**Assignment:**
All of the data is to be printed again exactly as it appears.

**Record set:**
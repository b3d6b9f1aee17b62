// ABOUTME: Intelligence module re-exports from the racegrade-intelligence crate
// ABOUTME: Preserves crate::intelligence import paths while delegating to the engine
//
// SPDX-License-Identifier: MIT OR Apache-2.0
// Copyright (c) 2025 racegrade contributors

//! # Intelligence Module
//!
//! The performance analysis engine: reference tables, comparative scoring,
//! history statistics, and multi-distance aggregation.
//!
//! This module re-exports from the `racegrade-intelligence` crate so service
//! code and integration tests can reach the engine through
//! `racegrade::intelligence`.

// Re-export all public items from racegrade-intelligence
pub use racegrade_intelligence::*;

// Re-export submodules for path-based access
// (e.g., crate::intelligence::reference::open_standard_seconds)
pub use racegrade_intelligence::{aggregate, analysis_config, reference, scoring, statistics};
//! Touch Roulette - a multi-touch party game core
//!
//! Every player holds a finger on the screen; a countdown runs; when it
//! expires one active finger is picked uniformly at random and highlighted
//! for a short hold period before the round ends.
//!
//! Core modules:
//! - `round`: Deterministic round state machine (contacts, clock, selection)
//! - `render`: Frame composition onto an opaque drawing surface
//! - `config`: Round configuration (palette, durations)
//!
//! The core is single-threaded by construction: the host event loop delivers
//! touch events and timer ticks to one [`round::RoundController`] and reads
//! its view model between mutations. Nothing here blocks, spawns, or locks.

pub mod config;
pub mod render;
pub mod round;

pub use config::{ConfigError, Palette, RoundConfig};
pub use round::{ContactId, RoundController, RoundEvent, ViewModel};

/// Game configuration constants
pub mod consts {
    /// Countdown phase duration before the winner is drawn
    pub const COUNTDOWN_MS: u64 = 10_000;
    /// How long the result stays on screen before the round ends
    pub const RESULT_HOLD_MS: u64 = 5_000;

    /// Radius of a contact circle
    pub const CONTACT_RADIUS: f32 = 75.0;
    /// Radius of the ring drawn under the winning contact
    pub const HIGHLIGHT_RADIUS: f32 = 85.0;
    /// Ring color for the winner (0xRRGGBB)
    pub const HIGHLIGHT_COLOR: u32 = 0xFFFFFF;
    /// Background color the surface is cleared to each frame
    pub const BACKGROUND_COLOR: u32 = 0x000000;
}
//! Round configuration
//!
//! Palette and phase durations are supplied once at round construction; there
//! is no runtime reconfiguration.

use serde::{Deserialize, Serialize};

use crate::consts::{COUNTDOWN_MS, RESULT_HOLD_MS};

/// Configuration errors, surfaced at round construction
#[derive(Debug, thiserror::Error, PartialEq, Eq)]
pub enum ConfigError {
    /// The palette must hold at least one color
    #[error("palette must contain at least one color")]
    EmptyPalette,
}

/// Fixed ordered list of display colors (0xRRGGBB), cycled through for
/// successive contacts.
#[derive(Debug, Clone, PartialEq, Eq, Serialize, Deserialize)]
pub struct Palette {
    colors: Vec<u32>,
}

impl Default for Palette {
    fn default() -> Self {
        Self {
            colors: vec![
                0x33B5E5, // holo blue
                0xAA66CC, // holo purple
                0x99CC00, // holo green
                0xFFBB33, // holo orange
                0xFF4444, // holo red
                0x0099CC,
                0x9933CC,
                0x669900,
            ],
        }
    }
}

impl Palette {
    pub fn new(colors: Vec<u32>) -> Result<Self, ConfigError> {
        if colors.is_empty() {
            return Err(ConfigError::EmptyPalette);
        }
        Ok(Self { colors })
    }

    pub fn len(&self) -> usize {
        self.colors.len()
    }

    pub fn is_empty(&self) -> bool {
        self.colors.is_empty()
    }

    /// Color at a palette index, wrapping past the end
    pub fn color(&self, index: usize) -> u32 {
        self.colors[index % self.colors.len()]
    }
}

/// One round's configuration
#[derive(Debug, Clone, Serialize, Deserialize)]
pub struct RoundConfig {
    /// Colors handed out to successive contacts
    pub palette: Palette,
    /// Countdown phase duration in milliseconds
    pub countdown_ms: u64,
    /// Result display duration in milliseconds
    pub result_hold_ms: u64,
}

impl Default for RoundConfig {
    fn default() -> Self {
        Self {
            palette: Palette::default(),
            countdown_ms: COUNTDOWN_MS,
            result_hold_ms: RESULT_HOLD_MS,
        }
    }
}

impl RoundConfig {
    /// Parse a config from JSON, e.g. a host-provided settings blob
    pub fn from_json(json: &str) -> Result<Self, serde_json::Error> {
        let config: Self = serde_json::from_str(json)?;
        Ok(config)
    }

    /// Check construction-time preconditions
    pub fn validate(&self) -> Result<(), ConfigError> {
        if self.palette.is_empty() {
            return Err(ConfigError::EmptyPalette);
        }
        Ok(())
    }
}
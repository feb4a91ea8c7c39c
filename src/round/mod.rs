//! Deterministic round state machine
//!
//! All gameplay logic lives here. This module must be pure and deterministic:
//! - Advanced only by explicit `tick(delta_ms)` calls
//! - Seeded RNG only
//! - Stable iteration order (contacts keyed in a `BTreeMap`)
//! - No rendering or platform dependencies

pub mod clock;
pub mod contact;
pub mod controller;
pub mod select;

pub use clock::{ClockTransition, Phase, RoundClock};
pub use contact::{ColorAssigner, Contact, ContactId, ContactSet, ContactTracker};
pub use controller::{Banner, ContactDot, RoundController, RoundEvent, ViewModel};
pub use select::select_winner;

**Solution for this exercise:**
repository b3d6b9f1aee17b62
// ABOUTME: Intelligence module re-exports from the racegrade-intelligence crate
// ABOUTME: Preserves crate::intelligence import paths while delegating to the engine
//
// SPDX-License-Identifier: MIT OR Apache-2.0
// Copyright (c) 2025 racegrade contributors

//! # Intelligence Module
//!
//! The performance analysis engine: reference tables, comparative scoring,
//! history statistics, and multi-distance aggregation.
//!
//! This module re-exports from the `racegrade-intelligence` crate so service
//! code and integration tests can reach the engine through
//! `racegrade::intelligence`.

// Re-export all public items from racegrade-intelligence
pub use racegrade_intelligence::*;

// Re-export submodules for path-based access
// (e.g., crate::intelligence::reference::open_standard_seconds)
pub use racegrade_intelligence::{aggregate, analysis_config, reference, scoring, statistics};
//! Touch Roulette - a multi-touch party game core
//!
//! Every player holds a finger on the screen; a countdown runs; when it
//! expires one active finger is picked uniformly at random and highlighted
//! for a short hold period before the round ends.
//!
//! Core modules:
//! - `round`: Deterministic round state machine (contacts, clock, selection)
//! - `render`: Frame composition onto an opaque drawing surface
//! - `config`: Round configuration (palette, durations)
//!
//! The core is single-threaded by construction: the host event loop delivers
//! touch events and timer ticks to one [`round::RoundController`] and reads
//! its view model between mutations. Nothing here blocks, spawns, or locks.

pub mod config;
pub mod render;
pub mod round;

pub use config::{ConfigError, Palette, RoundConfig};
pub use round::{ContactId, RoundController, RoundEvent, ViewModel};

/// Game configuration constants
pub mod consts {
    /// Countdown phase duration before the winner is drawn
    pub const COUNTDOWN_MS: u64 = 10_000;
    /// How long the result stays on screen before the round ends
    pub const RESULT_HOLD_MS: u64 = 5_000;

    /// Radius of a contact circle
    pub const CONTACT_RADIUS: f32 = 75.0;
    /// Radius of the ring drawn under the winning contact
    pub const HIGHLIGHT_RADIUS: f32 = 85.0;
    /// Ring color for the winner (0xRRGGBB)
    pub const HIGHLIGHT_COLOR: u32 = 0xFFFFFF;
    /// Background color the surface is cleared to each frame
    pub const BACKGROUND_COLOR: u32 = 0x000000;
}
//! Round configuration
//!
//! Palette and phase durations are supplied once at round construction; there
//! is no runtime reconfiguration.

use serde::{Deserialize, Serialize};

use crate::consts::{COUNTDOWN_MS, RESULT_HOLD_MS};

/// Configuration errors, surfaced at round construction
#[derive(Debug, thiserror::Error, PartialEq, Eq)]
pub enum ConfigError {
    /// The palette must hold at least one color
    #[error("palette must contain at least one color")]
    EmptyPalette,
}

/// Fixed ordered list of display colors (0xRRGGBB), cycled through for
/// successive contacts.
#[derive(Debug, Clone, PartialEq, Eq, Serialize, Deserialize)]
pub struct Palette {
    colors: Vec<u32>,
}

impl Default for Palette {
    fn default() -> Self {
        Self {
            colors: vec![
                0x33B5E5, // holo blue
                0xAA66CC, // holo purple
                0x99CC00, // holo green
                0xFFBB33, // holo orange
                0xFF4444, // holo red
                0x0099CC,
                0x9933CC,
                0x669900,
            ],
        }
    }
}

impl Palette {
    pub fn new(colors: Vec<u32>) -> Result<Self, ConfigError> {
        if colors.is_empty() {
            return Err(ConfigError::EmptyPalette);
        }
        Ok(Self { colors })
    }

    pub fn len(&self) -> usize {
        self.colors.len()
    }

    pub fn is_empty(&self) -> bool {
        self.colors.is_empty()
    }

    /// Color at a palette index, wrapping past the end
    pub fn color(&self, index: usize) -> u32 {
        self.colors[index % self.colors.len()]
    }
}

/// One round's configuration
#[derive(Debug, Clone, Serialize, Deserialize)]
pub struct RoundConfig {
    /// Colors handed out to successive contacts
    pub palette: Palette,
    /// Countdown phase duration in milliseconds
    pub countdown_ms: u64,
    /// Result display duration in milliseconds
    pub result_hold_ms: u64,
}

impl Default for RoundConfig {
    fn default() -> Self {
        Self {
            palette: Palette::default(),
            countdown_ms: COUNTDOWN_MS,
            result_hold_ms: RESULT_HOLD_MS,
        }
    }
}

impl RoundConfig {
    /// Parse a config from JSON, e.g. a host-provided settings blob
    pub fn from_json(json: &str) -> Result<Self, serde_json::Error> {
        let config: Self = serde_json::from_str(json)?;
        Ok(config)
    }

    /// Check construction-time preconditions
    pub fn validate(&self) -> Result<(), ConfigError> {
        if self.palette.is_empty() {
            return Err(ConfigError::EmptyPalette);
        }
        Ok(())
    }
}
repository feb4a91ea8c7c39c
filename src/round/mod.rs
//! Deterministic round state machine
//!
//! All gameplay logic lives here. This module must be pure and deterministic:
//! - Advanced only by explicit `tick(delta_ms)` calls
//! - Seeded RNG only
//! - Stable iteration order (contacts keyed in a `BTreeMap`)
//! - No rendering or platform dependencies

pub mod clock;
pub mod contact;
pub mod controller;
pub mod select;

pub use clock::{ClockTransition, Phase, RoundClock};
pub use contact::{ColorAssigner, Contact, ContactId, ContactSet, ContactTracker};
pub use controller::{Banner, ContactDot, RoundController, RoundEvent, ViewModel};
pub use select::select_winner;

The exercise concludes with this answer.